AU's Student-Run Internet-Only Radio


AU's Student-Run Internet-Only Radio


AU's Student-Run Internet-Only Radio


“Dreamy and Weird and Pink:” Interview with Ari Voxx & the Sad Lads

Ari Voxx and the Sad Lads opened up WVAU’s fall 2023 Capitol Boogie. Photo by Ben Austin.

Before their performance at WVAU’s Capitol Boogie, Ari Voxx & the Sad Lads sat down in the WVAU studio to discuss their creative process, the inside scoop on the D.C. music scene and their next record.

It’s been a few years since the inception of Ari Voxx & the Sad Lads. In 2020, Voxx posted a Craigslist advertisement searching for band members. Ryan Boshart had moved from New York as the world was on pause.

“Eventually, I got desperate enough to stalk Craigslist,” he said.

Meanwhile, Jegug Ih was living in Korea for the summer when he began to look for a new project.

“I think I sent you a video of the old band performing,” Ih said to Voxx. “And plus a bunch of electronic ambient music. And then you thought for some reason I was cool enough to join the band.”

And so, Ari Voxx & the Sad Lads was born.

The band released “I’m Okay, Please Stop Asking” (2023) in August. It’s their first full-length record and moves between themes of depression, longing, belonging, heartbreak and failed relationships. Voxx described the record as “a descent into madness or darkness.”
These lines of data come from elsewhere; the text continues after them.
//! Flattens a publication's multi-locale metadata graph into index fields.
//!
//! Locale variants are merged in sorted-locale order, markup is stripped and
//! whitespace collapsed, so normalizing the same metadata state twice yields
//! identical strings.

use once_cell::sync::Lazy;
use regex::Regex;

use crate::search::dao::RecordFields;
use crate::{Author, Localized, LocalizedList, Publication};

static MARKUP: Lazy<Regex> = Lazy::new(|| Regex::new(r"<[^>]*>").expect("valid markup pattern"));

/// Normalize the current publication into the flat field set stored by the
/// index.
///
/// Every metadata field is produced (possibly empty) so a reindex overwrites
/// stale values; `galley_text` is never touched by metadata normalization.
pub fn normalize(publication: &Publication) -> RecordFields {
    RecordFields {
        title: Some(full_titles(publication)),
        abstract_text: Some(flatten_localized(&publication.abstract_text)),
        authors: Some(flatten_authors(&publication.authors)),
        keywords: Some(flatten_localized_list(&publication.keywords)),
        subjects: Some(flatten_localized_list(&publication.subjects)),
        disciplines: Some(flatten_localized_list(&publication.disciplines)),
        coverage: Some(
            publication.coverage.as_deref().and_then(clean).unwrap_or_default(),
        ),
        submission_type: Some(
            publication.submission_type.as_deref().and_then(clean).unwrap_or_default(),
        ),
        galley_text: None,
    }
}

/// Strip markup, collapse whitespace and trim; `None` when nothing remains.
fn clean(value: &str) -> Option<String> {
    let stripped = MARKUP.replace_all(value, " ");
    let collapsed = stripped.split_whitespace().collect::<Vec<_>>().join(" ");
    if collapsed.is_empty() {
        None
    } else {
        Some(collapsed)
    }
}

fn join_cleaned<'a, I: IntoIterator<Item = &'a str>>(values: I) -> String {
    values
        .into_iter()
        .filter_map(clean)
        .collect::<Vec<_>>()
        .join(" ")
}

/// Title and subtitle merged per locale, then flattened across locales.
fn full_titles(publication: &Publication) -> String {
    let mut locales: Vec<&String> = publication
        .title
        .keys()
        .chain(publication.subtitle.keys())
        .collect();
    locales.sort();
    locales.dedup();

    let mut parts: Vec<&str> = Vec::new();
    for locale in locales {
        if let Some(title) = publication.title.get(locale) {
            parts.push(title);
        }
        if let Some(subtitle) = publication.subtitle.get(locale) {
            parts.push(subtitle);
        }
    }
    join_cleaned(parts)
}

fn flatten_localized(values: &Localized) -> String {
    join_cleaned(values.values().map(String::as_str))
}

fn flatten_localized_list(values: &LocalizedList) -> String {
    join_cleaned(values.values().flatten().map(String::as_str))
}

/// Given name, family name, preferred public name and affiliation of every
/// author, merged across locales.
fn flatten_authors(authors: &[Author]) -> String {
    let mut parts: Vec<&str> = Vec::new();
    for author in authors {
        parts.extend(author.given_name.values().map(String::as_str));
        parts.extend(author.family_name.values().map(String::as_str));
        parts.extend(author.preferred_public_name.values().map(String::as_str));
        parts.extend(author.affiliation.values().map(String::as_str));
    }
    join_cleaned(parts)
}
Voxx recalled that the beginning of the record, which opens with a song called “Flamingo,” is poppy, shiny and glittery. But by the final song, “I’m Not Okay,” the album is much darker. Voxx said the final track “is about turning into a monster, but in reality, you know, succumbing to alcoholism and depression and all that.”

Voxx sketched out most of “I’m Okay, Please Stop Asking” a year before the band began recording. In the beginning of the songwriting process, Voxx sent songs with the vocal melody with background vocals accompanied by a sketch on the guitar or keys to the band members. As they listened, the Sad Lads changed and added elements to the song.

The band recorded the drums in a studio and then retreated to “our own home studio caves” to record their parts, Boshart and Ih said.

“We built it up in a style that we thought, ‘Oh, that’d be like, novel for what Ari was doing here,’ or ‘This would be interesting and would gel well with what Ari was trying to do here,’” Boshart said.

Ih’s favorite tracks are “Lucid” and “Playing Pretend,” while Voxx’s are “Black Grass” and “I’m Not Okay.”

“We’re post-music,” Voxx joked, but the band draws inspiration from the Cocteau Twins, Imogen Heap, and Frou Frou.

“The reason that Ari and I gelled in the first place was kind of our love of Cocteau Twins,” Boshart said.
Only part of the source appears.